DATA SUPPLIED -
========================================

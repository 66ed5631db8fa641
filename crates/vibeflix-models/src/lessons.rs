//! Lesson models and DTOs.

use chrono::{DateTime, Utc};
use serde::{Deserialize, Serialize};
use sqlx::FromRow;
use utoipa::{IntoParams, ToSchema};
use validator::Validate;

use crate::comments::CommentWithAuthor;
use crate::courses::CourseSummary;
use crate::ids::{CourseId, LessonId};
use crate::notes::StudentNote;
use crate::serde_helpers::deserialize_optional_id;
use crate::validation::url_or_empty;

#[derive(Serialize, Deserialize, FromRow, Debug, Clone, PartialEq, Eq, ToSchema)]
#[serde(rename_all = "camelCase")]
pub struct Lesson {
    pub id: LessonId,
    pub title: String,
    pub description: Option<String>,
    pub video_url: String,
    pub thumbnail: Option<String>,
    #[sqlx(rename = "position")]
    pub order: i32,
    /// Length in minutes.
    pub duration: Option<i32>,
    pub is_published: bool,
    pub course_id: CourseId,
    pub created_at: DateTime<Utc>,
    pub updated_at: DateTime<Utc>,
}

/// A lesson annotated with the calling student's completion state.
#[derive(Serialize, Debug, Clone, ToSchema)]
#[serde(rename_all = "camelCase")]
pub struct LessonWithProgress {
    #[serde(flatten)]
    pub lesson: Lesson,
    pub is_completed: bool,
}

/// `GET /api/lessons/{id}` and the lesson page.
#[derive(Serialize, Debug, Clone, ToSchema)]
#[serde(rename_all = "camelCase")]
pub struct LessonDetail {
    #[serde(flatten)]
    pub lesson: Lesson,
    pub course: CourseSummary,
    pub comments: Vec<CommentWithAuthor>,
    /// Player URL derived from `videoUrl`, when the host is recognised.
    pub embed_url: Option<String>,
    /// Only reported to students.
    #[serde(skip_serializing_if = "Option::is_none")]
    #[schema(value_type = Option<StudentNote>)]
    pub user_note: Option<Option<StudentNote>>,
    #[serde(skip_serializing_if = "Option::is_none")]
    pub is_completed: Option<bool>,
}

/// Body of lesson create and replace.
#[derive(Deserialize, Debug, Clone, Validate, ToSchema)]
#[serde(rename_all = "camelCase")]
pub struct LessonDto {
    #[validate(length(min = 1, message = "Título é obrigatório"))]
    pub title: String,
    pub description: Option<String>,
    #[validate(url(message = "URL do vídeo inválida"))]
    pub video_url: String,
    #[validate(custom(function = "url_or_empty"))]
    pub thumbnail: Option<String>,
    #[serde(default)]
    #[validate(range(min = 0, message = "Ordem deve ser maior ou igual a 0"))]
    pub order: i32,
    #[validate(range(min = 1, message = "Duração deve ser positiva"))]
    pub duration: Option<i32>,
    #[serde(default)]
    pub is_published: bool,
    pub course_id: CourseId,
}

#[derive(Deserialize, Debug, Default, IntoParams)]
#[serde(rename_all = "camelCase")]
#[into_params(parameter_in = Query)]
pub struct LessonListParams {
    #[serde(default, deserialize_with = "deserialize_optional_id")]
    #[param(value_type = Option<String>, format = "uuid")]
    pub course_id: Option<CourseId>,
}

#[derive(Serialize, Debug, Clone, ToSchema)]
pub struct LessonsResponse {
    pub lessons: Vec<Lesson>,
}

#[derive(Serialize, Debug, Clone, ToSchema)]
pub struct LessonDetailResponse {
    pub lesson: LessonDetail,
}

#[derive(Serialize, Debug, Clone, ToSchema)]
pub struct LessonResponse {
    pub lesson: Lesson,
}

#[cfg(test)]
mod tests {
    use super::*;

    #[test]
    fn test_lesson_dto_defaults() {
        let dto: LessonDto = serde_json::from_str(
            r#"{"title": "Boas-vindas", "videoUrl": "https://youtu.be/dQw4w9WgXcQ", "courseId": "6f9619ff-8b86-d011-b42d-00cf4fc964ff"}"#,
        )
        .unwrap();
        assert_eq!(dto.order, 0);
        assert!(!dto.is_published);
        assert!(dto.validate().is_ok());
    }

    #[test]
    fn test_lesson_dto_rejects_negative_order_and_zero_duration() {
        let dto: LessonDto = serde_json::from_str(
            r#"{"title": "Aula", "videoUrl": "https://youtu.be/dQw4w9WgXcQ", "order": -1, "duration": 0, "courseId": "6f9619ff-8b86-d011-b42d-00cf4fc964ff"}"#,
        )
        .unwrap();
        let errors = dto.validate().unwrap_err();
        assert!(errors.field_errors().contains_key("order"));
        assert!(errors.field_errors().contains_key("duration"));
    }

    #[test]
    fn test_lesson_dto_requires_video_url() {
        let missing = serde_json::from_str::<LessonDto>(
            r#"{"title": "Aula", "courseId": "6f9619ff-8b86-d011-b42d-00cf4fc964ff"}"#,
        );
        assert!(missing.is_err());

        for video_url in ["", "youtube dQw4w9WgXcQ"] {
            let dto: LessonDto = serde_json::from_value(serde_json::json!({
                "title": "Aula",
                "videoUrl": video_url,
                "courseId": "6f9619ff-8b86-d011-b42d-00cf4fc964ff",
            }))
            .unwrap();
            let errors = dto.validate().unwrap_err();
            assert!(errors.field_errors().contains_key("video_url"));
        }
    }

    #[test]
    fn test_lesson_serializes_order_key() {
        let now = Utc::now();
        let lesson = Lesson {
            id: LessonId::new(),
            title: "Aula 1".to_string(),
            description: None,
            video_url: "https://youtu.be/dQw4w9WgXcQ".to_string(),
            thumbnail: None,
            order: 3,
            duration: Some(12),
            is_published: true,
            course_id: CourseId::new(),
            created_at: now,
            updated_at: now,
        };
        let json = serde_json::to_value(&lesson).unwrap();
        assert_eq!(json["order"], 3);
        assert_eq!(json["isPublished"], true);
    }
}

========================================

Give the entries once more, exactly as they appear.

repository 66ed5631db8fa641
filename crates/vibeflix-models/src/lessons.rs
//! Lesson models and DTOs.

use chrono::{DateTime, Utc};
use serde::{Deserialize, Serialize};
use sqlx::FromRow;
use utoipa::{IntoParams, ToSchema};
use validator::Validate;

use crate::comments::CommentWithAuthor;
use crate::courses::CourseSummary;
use crate::ids::{CourseId, LessonId};
use crate::notes::StudentNote;
use crate::serde_helpers::deserialize_optional_id;
use crate::validation::url_or_empty;

#[derive(Serialize, Deserialize, FromRow, Debug, Clone, PartialEq, Eq, ToSchema)]
#[serde(rename_all = "camelCase")]
pub struct Lesson {
    pub id: LessonId,
    pub title: String,
    pub description: Option<String>,
    pub video_url: String,
    pub thumbnail: Option<String>,
    #[sqlx(rename = "position")]
    pub order: i32,
    /// Length in minutes.
    pub duration: Option<i32>,
    pub is_published: bool,
    pub course_id: CourseId,
    pub created_at: DateTime<Utc>,
    pub updated_at: DateTime<Utc>,
}

/// A lesson annotated with the calling student's completion state.
#[derive(Serialize, Debug, Clone, ToSchema)]
#[serde(rename_all = "camelCase")]
pub struct LessonWithProgress {
    #[serde(flatten)]
    pub lesson: Lesson,
    pub is_completed: bool,
}

/// `GET /api/lessons/{id}` and the lesson page.
#[derive(Serialize, Debug, Clone, ToSchema)]
#[serde(rename_all = "camelCase")]
pub struct LessonDetail {
    #[serde(flatten)]
    pub lesson: Lesson,
    pub course: CourseSummary,
    pub comments: Vec<CommentWithAuthor>,
    /// Player URL derived from `videoUrl`, when the host is recognised.
    pub embed_url: Option<String>,
    /// Only reported to students.
    #[serde(skip_serializing_if = "Option::is_none")]
    #[schema(value_type = Option<StudentNote>)]
    pub user_note: Option<Option<StudentNote>>,
    #[serde(skip_serializing_if = "Option::is_none")]
    pub is_completed: Option<bool>,
}

/// Body of lesson create and replace.
#[derive(Deserialize, Debug, Clone, Validate, ToSchema)]
#[serde(rename_all = "camelCase")]
pub struct LessonDto {
    #[validate(length(min = 1, message = "Título é obrigatório"))]
    pub title: String,
    pub description: Option<String>,
    #[validate(url(message = "URL do vídeo inválida"))]
    pub video_url: String,
    #[validate(custom(function = "url_or_empty"))]
    pub thumbnail: Option<String>,
    #[serde(default)]
    #[validate(range(min = 0, message = "Ordem deve ser maior ou igual a 0"))]
    pub order: i32,
    #[validate(range(min = 1, message = "Duração deve ser positiva"))]
    pub duration: Option<i32>,
    #[serde(default)]
    pub is_published: bool,
    pub course_id: CourseId,
}

#[derive(Deserialize, Debug, Default, IntoParams)]
#[serde(rename_all = "camelCase")]
#[into_params(parameter_in = Query)]
pub struct LessonListParams {
    #[serde(default, deserialize_with = "deserialize_optional_id")]
    #[param(value_type = Option<String>, format = "uuid")]
    pub course_id: Option<CourseId>,
}

#[derive(Serialize, Debug, Clone, ToSchema)]
pub struct LessonsResponse {
    pub lessons: Vec<Lesson>,
}

#[derive(Serialize, Debug, Clone, ToSchema)]
pub struct LessonDetailResponse {
    pub lesson: LessonDetail,
}

#[derive(Serialize, Debug, Clone, ToSchema)]
pub struct LessonResponse {
    pub lesson: Lesson,
}

#[cfg(test)]
mod tests {
    use super::*;

    #[test]
    fn test_lesson_dto_defaults() {
        let dto: LessonDto = serde_json::from_str(
            r#"{"title": "Boas-vindas", "videoUrl": "https://youtu.be/dQw4w9WgXcQ", "courseId": "6f9619ff-8b86-d011-b42d-00cf4fc964ff"}"#,
        )
        .unwrap();
        assert_eq!(dto.order, 0);
        assert!(!dto.is_published);
        assert!(dto.validate().is_ok());
    }

    #[test]
    fn test_lesson_dto_rejects_negative_order_and_zero_duration() {
        let dto: LessonDto = serde_json::from_str(
            r#"{"title": "Aula", "videoUrl": "https://youtu.be/dQw4w9WgXcQ", "order": -1, "duration": 0, "courseId": "6f9619ff-8b86-d011-b42d-00cf4fc964ff"}"#,
        )
        .unwrap();
        let errors = dto.validate().unwrap_err();
        assert!(errors.field_errors().contains_key("order"));
        assert!(errors.field_errors().contains_key("duration"));
    }

    #[test]
    fn test_lesson_dto_requires_video_url() {
        let missing = serde_json::from_str::<LessonDto>(
            r#"{"title": "Aula", "courseId": "6f9619ff-8b86-d011-b42d-00cf4fc964ff"}"#,
        );
        assert!(missing.is_err());

        for video_url in ["", "youtube dQw4w9WgXcQ"] {
            let dto: LessonDto = serde_json::from_value(serde_json::json!({
                "title": "Aula",
                "videoUrl": video_url,
                "courseId": "6f9619ff-8b86-d011-b42d-00cf4fc964ff",
            }))
            .unwrap();
            let errors = dto.validate().unwrap_err();
            assert!(errors.field_errors().contains_key("video_url"));
        }
    }

    #[test]
    fn test_lesson_serializes_order_key() {
        let now = Utc::now();
        let lesson = Lesson {
            id: LessonId::new(),
            title: "Aula 1".to_string(),
            description: None,
            video_url: "https://youtu.be/dQw4w9WgXcQ".to_string(),
            thumbnail: None,
            order: 3,
            duration: Some(12),
            is_published: true,
            course_id: CourseId::new(),
            created_at: now,
            updated_at: now,
        };
        let json = serde_json::to_value(&lesson).unwrap();
        assert_eq!(json["order"], 3);
        assert_eq!(json["isPublished"], true);
    }
}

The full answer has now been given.